Collected data:
········

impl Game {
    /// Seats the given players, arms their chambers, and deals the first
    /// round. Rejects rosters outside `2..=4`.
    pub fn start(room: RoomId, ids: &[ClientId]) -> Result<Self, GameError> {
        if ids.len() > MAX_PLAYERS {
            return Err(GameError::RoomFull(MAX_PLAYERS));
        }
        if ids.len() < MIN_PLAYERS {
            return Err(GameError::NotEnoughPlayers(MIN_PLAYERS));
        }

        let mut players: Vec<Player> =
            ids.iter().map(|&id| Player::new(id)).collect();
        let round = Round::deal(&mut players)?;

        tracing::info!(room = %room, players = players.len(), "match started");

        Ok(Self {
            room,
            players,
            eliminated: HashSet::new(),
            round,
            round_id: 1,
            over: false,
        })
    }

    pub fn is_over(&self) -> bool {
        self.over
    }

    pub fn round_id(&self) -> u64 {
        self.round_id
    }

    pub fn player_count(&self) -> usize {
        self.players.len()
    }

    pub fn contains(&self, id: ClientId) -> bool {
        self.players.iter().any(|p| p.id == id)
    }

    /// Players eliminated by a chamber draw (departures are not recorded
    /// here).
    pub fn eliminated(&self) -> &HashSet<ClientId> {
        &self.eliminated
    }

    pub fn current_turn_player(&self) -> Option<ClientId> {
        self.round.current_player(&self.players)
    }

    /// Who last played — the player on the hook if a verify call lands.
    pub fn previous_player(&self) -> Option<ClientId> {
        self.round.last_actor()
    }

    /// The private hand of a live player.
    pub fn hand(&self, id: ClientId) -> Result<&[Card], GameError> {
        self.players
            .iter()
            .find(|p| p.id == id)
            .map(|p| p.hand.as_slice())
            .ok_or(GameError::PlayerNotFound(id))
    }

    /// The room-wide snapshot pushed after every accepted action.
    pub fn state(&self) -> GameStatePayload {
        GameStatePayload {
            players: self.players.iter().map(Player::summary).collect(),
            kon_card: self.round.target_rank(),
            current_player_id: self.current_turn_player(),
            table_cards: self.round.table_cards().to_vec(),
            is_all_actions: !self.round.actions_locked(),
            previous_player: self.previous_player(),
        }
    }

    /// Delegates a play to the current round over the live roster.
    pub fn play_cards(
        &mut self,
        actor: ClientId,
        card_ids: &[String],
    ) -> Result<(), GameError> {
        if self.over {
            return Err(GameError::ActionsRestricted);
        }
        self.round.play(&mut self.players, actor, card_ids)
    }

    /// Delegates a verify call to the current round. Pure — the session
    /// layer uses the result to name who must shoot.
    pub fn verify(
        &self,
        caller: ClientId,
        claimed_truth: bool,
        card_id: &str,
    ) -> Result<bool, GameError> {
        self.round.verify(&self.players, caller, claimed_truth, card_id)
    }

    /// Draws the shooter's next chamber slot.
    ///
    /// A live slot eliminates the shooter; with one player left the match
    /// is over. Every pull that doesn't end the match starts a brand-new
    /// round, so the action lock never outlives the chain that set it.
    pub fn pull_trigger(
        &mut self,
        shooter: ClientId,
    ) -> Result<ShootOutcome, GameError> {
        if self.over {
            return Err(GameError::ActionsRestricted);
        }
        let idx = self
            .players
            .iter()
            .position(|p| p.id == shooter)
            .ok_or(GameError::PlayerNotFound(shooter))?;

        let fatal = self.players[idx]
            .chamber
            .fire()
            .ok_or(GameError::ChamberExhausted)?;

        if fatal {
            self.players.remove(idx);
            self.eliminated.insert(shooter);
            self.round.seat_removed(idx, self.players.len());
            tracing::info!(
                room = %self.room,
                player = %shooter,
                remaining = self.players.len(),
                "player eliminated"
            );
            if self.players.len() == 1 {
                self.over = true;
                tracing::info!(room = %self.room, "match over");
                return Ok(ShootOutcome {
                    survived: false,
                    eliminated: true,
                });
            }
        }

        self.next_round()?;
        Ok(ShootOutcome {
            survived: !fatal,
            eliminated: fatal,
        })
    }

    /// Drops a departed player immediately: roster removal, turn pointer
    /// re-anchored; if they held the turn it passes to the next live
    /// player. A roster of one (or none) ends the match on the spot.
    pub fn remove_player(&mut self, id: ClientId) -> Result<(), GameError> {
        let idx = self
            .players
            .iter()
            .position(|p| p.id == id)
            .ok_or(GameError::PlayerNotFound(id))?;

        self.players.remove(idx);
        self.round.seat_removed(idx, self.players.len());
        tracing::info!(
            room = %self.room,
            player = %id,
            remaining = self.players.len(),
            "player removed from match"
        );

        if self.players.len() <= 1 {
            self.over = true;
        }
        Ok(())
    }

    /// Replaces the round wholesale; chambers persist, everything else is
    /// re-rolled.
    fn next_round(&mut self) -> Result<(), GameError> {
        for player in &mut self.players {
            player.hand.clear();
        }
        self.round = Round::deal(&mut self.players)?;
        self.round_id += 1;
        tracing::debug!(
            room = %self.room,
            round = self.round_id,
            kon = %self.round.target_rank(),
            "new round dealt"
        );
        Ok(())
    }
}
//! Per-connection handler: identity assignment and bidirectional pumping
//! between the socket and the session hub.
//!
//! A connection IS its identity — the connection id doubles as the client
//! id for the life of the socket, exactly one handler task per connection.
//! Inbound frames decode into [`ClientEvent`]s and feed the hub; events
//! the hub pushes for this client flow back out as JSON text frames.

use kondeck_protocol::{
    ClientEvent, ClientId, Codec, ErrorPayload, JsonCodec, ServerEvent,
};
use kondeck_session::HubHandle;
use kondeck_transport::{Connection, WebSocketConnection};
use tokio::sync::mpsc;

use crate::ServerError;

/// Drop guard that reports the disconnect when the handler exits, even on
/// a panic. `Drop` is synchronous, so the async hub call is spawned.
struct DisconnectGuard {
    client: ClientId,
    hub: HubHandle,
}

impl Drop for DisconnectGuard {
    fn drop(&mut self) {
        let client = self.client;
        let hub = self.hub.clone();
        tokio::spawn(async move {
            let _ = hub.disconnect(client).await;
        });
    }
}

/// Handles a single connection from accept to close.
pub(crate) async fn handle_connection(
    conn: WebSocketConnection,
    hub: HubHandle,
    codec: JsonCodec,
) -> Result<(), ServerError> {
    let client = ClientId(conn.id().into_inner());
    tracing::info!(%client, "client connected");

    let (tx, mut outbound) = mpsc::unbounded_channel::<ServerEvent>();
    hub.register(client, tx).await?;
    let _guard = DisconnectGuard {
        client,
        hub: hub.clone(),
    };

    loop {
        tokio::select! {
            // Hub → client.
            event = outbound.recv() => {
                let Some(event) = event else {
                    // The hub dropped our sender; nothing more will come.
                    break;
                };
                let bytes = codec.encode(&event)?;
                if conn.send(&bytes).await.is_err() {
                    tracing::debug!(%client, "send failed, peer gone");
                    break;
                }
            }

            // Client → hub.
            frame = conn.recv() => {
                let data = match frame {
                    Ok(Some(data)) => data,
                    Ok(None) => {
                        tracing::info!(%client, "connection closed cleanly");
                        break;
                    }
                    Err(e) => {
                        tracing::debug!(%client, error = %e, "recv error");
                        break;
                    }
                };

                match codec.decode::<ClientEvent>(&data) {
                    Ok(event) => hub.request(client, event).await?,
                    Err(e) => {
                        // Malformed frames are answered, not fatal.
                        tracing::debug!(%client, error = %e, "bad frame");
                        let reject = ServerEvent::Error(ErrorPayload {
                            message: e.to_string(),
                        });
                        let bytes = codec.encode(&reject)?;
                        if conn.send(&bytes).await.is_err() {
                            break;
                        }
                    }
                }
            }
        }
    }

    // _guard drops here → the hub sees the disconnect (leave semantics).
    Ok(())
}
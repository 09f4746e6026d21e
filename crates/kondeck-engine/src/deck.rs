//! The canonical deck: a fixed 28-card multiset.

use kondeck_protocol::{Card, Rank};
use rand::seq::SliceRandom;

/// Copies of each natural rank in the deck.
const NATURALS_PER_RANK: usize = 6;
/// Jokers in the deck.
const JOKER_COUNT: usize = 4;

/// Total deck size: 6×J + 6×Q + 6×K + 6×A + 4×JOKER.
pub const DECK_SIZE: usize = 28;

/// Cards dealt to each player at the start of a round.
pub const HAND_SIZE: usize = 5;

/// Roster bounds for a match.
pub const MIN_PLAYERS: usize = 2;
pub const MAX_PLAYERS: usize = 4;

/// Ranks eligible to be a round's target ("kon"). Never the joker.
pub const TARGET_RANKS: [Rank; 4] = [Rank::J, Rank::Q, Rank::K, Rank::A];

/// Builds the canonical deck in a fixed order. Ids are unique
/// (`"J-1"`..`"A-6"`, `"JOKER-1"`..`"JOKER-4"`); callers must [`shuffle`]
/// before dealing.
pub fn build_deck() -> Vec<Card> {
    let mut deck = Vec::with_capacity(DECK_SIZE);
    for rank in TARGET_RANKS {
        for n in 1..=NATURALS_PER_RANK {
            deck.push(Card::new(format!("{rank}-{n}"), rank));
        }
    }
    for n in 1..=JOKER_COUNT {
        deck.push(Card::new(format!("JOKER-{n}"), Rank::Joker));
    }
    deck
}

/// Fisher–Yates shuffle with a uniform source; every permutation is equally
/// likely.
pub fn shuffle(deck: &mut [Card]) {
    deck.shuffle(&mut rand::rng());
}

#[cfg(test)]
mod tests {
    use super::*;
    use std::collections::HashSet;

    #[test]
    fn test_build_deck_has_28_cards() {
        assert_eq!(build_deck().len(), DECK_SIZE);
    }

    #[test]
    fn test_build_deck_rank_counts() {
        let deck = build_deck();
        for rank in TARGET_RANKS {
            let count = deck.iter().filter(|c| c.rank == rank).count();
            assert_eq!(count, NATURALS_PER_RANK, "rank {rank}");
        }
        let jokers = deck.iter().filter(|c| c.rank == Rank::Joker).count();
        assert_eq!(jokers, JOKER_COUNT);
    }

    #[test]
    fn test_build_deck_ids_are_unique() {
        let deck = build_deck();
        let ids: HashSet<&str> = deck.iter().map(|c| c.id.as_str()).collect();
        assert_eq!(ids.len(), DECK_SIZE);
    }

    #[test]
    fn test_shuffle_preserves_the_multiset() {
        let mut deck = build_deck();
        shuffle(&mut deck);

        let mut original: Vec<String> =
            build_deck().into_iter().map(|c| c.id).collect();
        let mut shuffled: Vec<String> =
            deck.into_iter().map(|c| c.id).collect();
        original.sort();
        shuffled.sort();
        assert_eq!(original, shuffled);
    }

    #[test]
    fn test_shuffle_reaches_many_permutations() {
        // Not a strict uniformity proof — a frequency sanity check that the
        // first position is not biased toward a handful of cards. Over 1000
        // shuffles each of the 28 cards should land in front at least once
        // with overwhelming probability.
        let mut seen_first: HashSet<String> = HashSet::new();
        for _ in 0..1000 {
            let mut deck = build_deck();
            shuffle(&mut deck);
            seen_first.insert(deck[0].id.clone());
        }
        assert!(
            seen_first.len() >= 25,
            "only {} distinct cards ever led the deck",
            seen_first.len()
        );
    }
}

········

**The task**
Copy only the entries from the first line to the line with "ids.iter().map(|&id| Player::new(id)).collect();", each exactly as it appears.

**Result of this task**
impl Game {
    /// Seats the given players, arms their chambers, and deals the first
    /// round. Rejects rosters outside `2..=4`.
    pub fn start(room: RoomId, ids: &[ClientId]) -> Result<Self, GameError> {
        if ids.len() > MAX_PLAYERS {
            return Err(GameError::RoomFull(MAX_PLAYERS));
        }
        if ids.len() < MIN_PLAYERS {
            return Err(GameError::NotEnoughPlayers(MIN_PLAYERS));
        }

        let mut players: Vec<Player> =
            ids.iter().map(|&id| Player::new(id)).collect();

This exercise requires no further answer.